Compared with the change of PKP model without leakage of cement, our research shows that the cement leaking into the disc changes the stress distribution of the vertebrae, substantially increases the von Mises stresses of adjacent vertebra, which hints the cause of adjacent vertebra compression fractures. Previous clinical studies have found the increase incidence of new adjacent vertebra fractures13,16,26, and in some researches, bone cement leakage, especially intradiscal cement leakage(ICL) presented highly correlated with the new fractures of adjacent vertebrae43,44,45,46,47, however the exact relationship between fractures and ICL is still not very clear. In our researches, we have shown the biomechanical changes of adjacent vertebrae after PKP, that intradiscal cement leakage can increase the maximum von Mises stress on adjacent vertebrae, change the distribution of von Mises stress on adjacent endplates, and enhance their hotspot. Those indicates that the biomechanical changes after ICL may play an important role on failure of adjacent vertebrae after PKP. The different results and regions of the maximum von Mises stress in PKP with and without intradiscal cement leakage may suggest the important role of the shape, size and distribution of the bone cement, which will be our next-stage researches.

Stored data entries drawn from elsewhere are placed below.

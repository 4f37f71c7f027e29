//! Drawn primitives.
//!
//! An [`Element`] carries the fields common to every primitive plus an
//! [`ElementKind`] payload. Elements can only be built from arbitrary input
//! through the normalizer, so every instance is structurally complete.

mod freedraw;
mod image;
mod linear;
mod text;

pub use freedraw::FreedrawData;
pub use image::{ImageData, STATUS_PENDING};
pub use linear::{DEFAULT_END_ARROWHEAD, DEFAULT_LINEAR_POINTS, LinearData};
pub use text::{DEFAULT_FONT_FAMILY, DEFAULT_FONT_SIZE, DEFAULT_LINE_HEIGHT, TextData};

use crate::normalize;
use serde::{Deserialize, Serialize};
use serde_json::{Map, Value};

/// A 2-D point relative to the owning element's origin.
pub type Point = [f64; 2];

/// A drawn primitive.
///
/// Fields the model does not know about are kept in `extra` and written back
/// out unchanged.
#[derive(Debug, Clone, PartialEq, Serialize, Deserialize)]
#[serde(from = "Value", rename_all = "camelCase")]
pub struct Element {
    pub id: String,
    pub x: f64,
    pub y: f64,
    pub width: f64,
    pub height: f64,
    pub angle: f64,
    pub stroke_color: String,
    pub background_color: String,
    pub fill_style: String,
    pub stroke_width: f64,
    pub stroke_style: String,
    pub roughness: f64,
    pub opacity: f64,
    pub seed: i64,
    pub version: i64,
    pub version_nonce: i64,
    pub is_deleted: bool,
    pub locked: bool,
    pub group_ids: Vec<String>,
    pub frame_id: Option<String>,
    pub bound_elements: Option<Value>,
    pub updated: i64,
    pub link: Option<String>,
    #[serde(flatten)]
    pub kind: ElementKind,
    #[serde(flatten)]
    pub extra: Map<String, Value>,
}

impl From<Value> for Element {
    fn from(value: Value) -> Self {
        normalize::normalize_element(value)
    }
}

/// Type-specific payload, tagged by `type` on the wire.
#[derive(Debug, Clone, PartialEq, Serialize)]
#[serde(tag = "type", rename_all = "lowercase")]
pub enum ElementKind {
    Rectangle,
    Ellipse,
    Diamond,
    Arrow(LinearData),
    Line(LinearData),
    Freedraw(FreedrawData),
    Text(TextData),
    Image(ImageData),
}

impl ElementKind {
    /// Every wire type name, in declaration order.
    pub const TYPE_NAMES: [&'static str; 8] = [
        "rectangle",
        "ellipse",
        "diamond",
        "arrow",
        "line",
        "freedraw",
        "text",
        "image",
    ];

    /// Wire name of this kind.
    pub fn type_name(&self) -> &'static str {
        match self {
            ElementKind::Rectangle => "rectangle",
            ElementKind::Ellipse => "ellipse",
            ElementKind::Diamond => "diamond",
            ElementKind::Arrow(_) => "arrow",
            ElementKind::Line(_) => "line",
            ElementKind::Freedraw(_) => "freedraw",
            ElementKind::Text(_) => "text",
            ElementKind::Image(_) => "image",
        }
    }

    /// Check if this kind carries a point path.
    pub fn is_path(&self) -> bool {
        matches!(
            self,
            ElementKind::Arrow(_) | ElementKind::Line(_) | ElementKind::Freedraw(_)
        )
    }

    /// Points of a path kind, relative to the element origin.
    pub fn points(&self) -> Option<&[Point]> {
        match self {
            ElementKind::Arrow(data) | ElementKind::Line(data) => Some(&data.points),
            ElementKind::Freedraw(data) => Some(&data.points),
            _ => None,
        }
    }
}

impl Element {
    /// Wire name of the element type.
    pub fn type_name(&self) -> &'static str {
        self.kind.type_name()
    }

    /// Text content, for text elements.
    pub fn text(&self) -> Option<&str> {
        match &self.kind {
            ElementKind::Text(data) => Some(&data.text),
            _ => None,
        }
    }
}

#[cfg(test)]
mod tests {
    use super::*;
    use serde_json::json;

    #[test]
    fn test_serialize_writes_type_tag_and_payload() {
        let element: Element = serde_json::from_value(json!({
            "id": "a1", "type": "arrow", "x": 0, "y": 0, "width": 10, "height": 10,
            "points": [[0, 0], [10, 10]]
        }))
        .unwrap();
        let value = serde_json::to_value(&element).unwrap();
        assert_eq!(value["type"], "arrow");
        assert_eq!(value["points"], json!([[0.0, 0.0], [10.0, 10.0]]));
        assert_eq!(value["endArrowhead"], "arrow");
        assert_eq!(value["strokeColor"], "#000000");
    }

    #[test]
    fn test_unknown_fields_survive_roundtrip() {
        let element: Element = serde_json::from_value(json!({
            "id": "r", "type": "rectangle", "customData": {"owner": "bob"}, "roundness": {"type": 3}
        }))
        .unwrap();
        assert_eq!(element.extra.get("customData"), Some(&json!({"owner": "bob"})));

        let value = serde_json::to_value(&element).unwrap();
        assert_eq!(value["roundness"], json!({"type": 3}));

        let again: Element = serde_json::from_value(value).unwrap();
        assert_eq!(again, element);
    }

    #[test]
    fn test_type_names_cover_every_kind() {
        for name in ElementKind::TYPE_NAMES {
            let element: Element =
                serde_json::from_value(json!({"id": name, "type": name})).unwrap();
            assert_eq!(element.type_name(), name);
        }
    }

    #[test]
    fn test_points_accessor() {
        let line: Element = serde_json::from_value(json!({"id": "l", "type": "line"})).unwrap();
        assert!(line.kind.is_path());
        assert_eq!(line.kind.points().map(|p| p.len()), Some(2));

        let text: Element =
            serde_json::from_value(json!({"id": "t", "type": "text", "text": "hi"})).unwrap();
        assert_eq!(text.text(), Some("hi"));
        assert!(text.kind.points().is_none());
    }
}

However, our approach has some limitations, as it is based on a single clinical case. This requires further comparative studies to confirm the analysis and prediction, and the effect of those increases needs to be confirmed by additional mechanical testing in the future. Moreover, there are many ways to build the three-dimensional finite element models, and we do not claim ours to be the best. The material properties of the models came from published literature instead of in vivo data, which may have undermined the accuracy of results.

Hiwatashi et al. found cement leakage into an adjacent disk is more common when there are cortical defect in the endplate of the treated vertebral body, abnormal T2 hyperintensity in the adjacent intervertebral disk, and absence of intravertebral cleft48. So that preoperative MRI is a good choice for predicting such cement leakage. The reduction of the incidence of cement leakage in the disc during kyphoplasty is also very important, and cement injection should be stopped once leakage in the disk is detected. For patients with intradiscal cement leakage (ICL), careful and frequent follow-up observation is necessary. Whether the upper and lower adjacent vertebra should be augmented as a prophylactic treatment to reduce the risk of postoperative fracture still needs further investigation.

Limitations

  1. 1.

    Only one results of stress is included in our research, it still needs further study.

  2. 2.

    Whether the upper and lower adjacent vertebra should be augmented as a prophylactic treatment to reduce the risk of postoperative fracture still needs further investigation.

Conclusion

Post-operative adjacent vertebra compression fractures after PKP for Osteoporotic Vertebra Compression Fracture (OVCF) with intraoperative intradiscal cement leakage (ICL) may be closely related to the biomechanical changes of adjacent vertebrae of thoracolumbar OVCF, and it may increase the risk of postoperative fracture.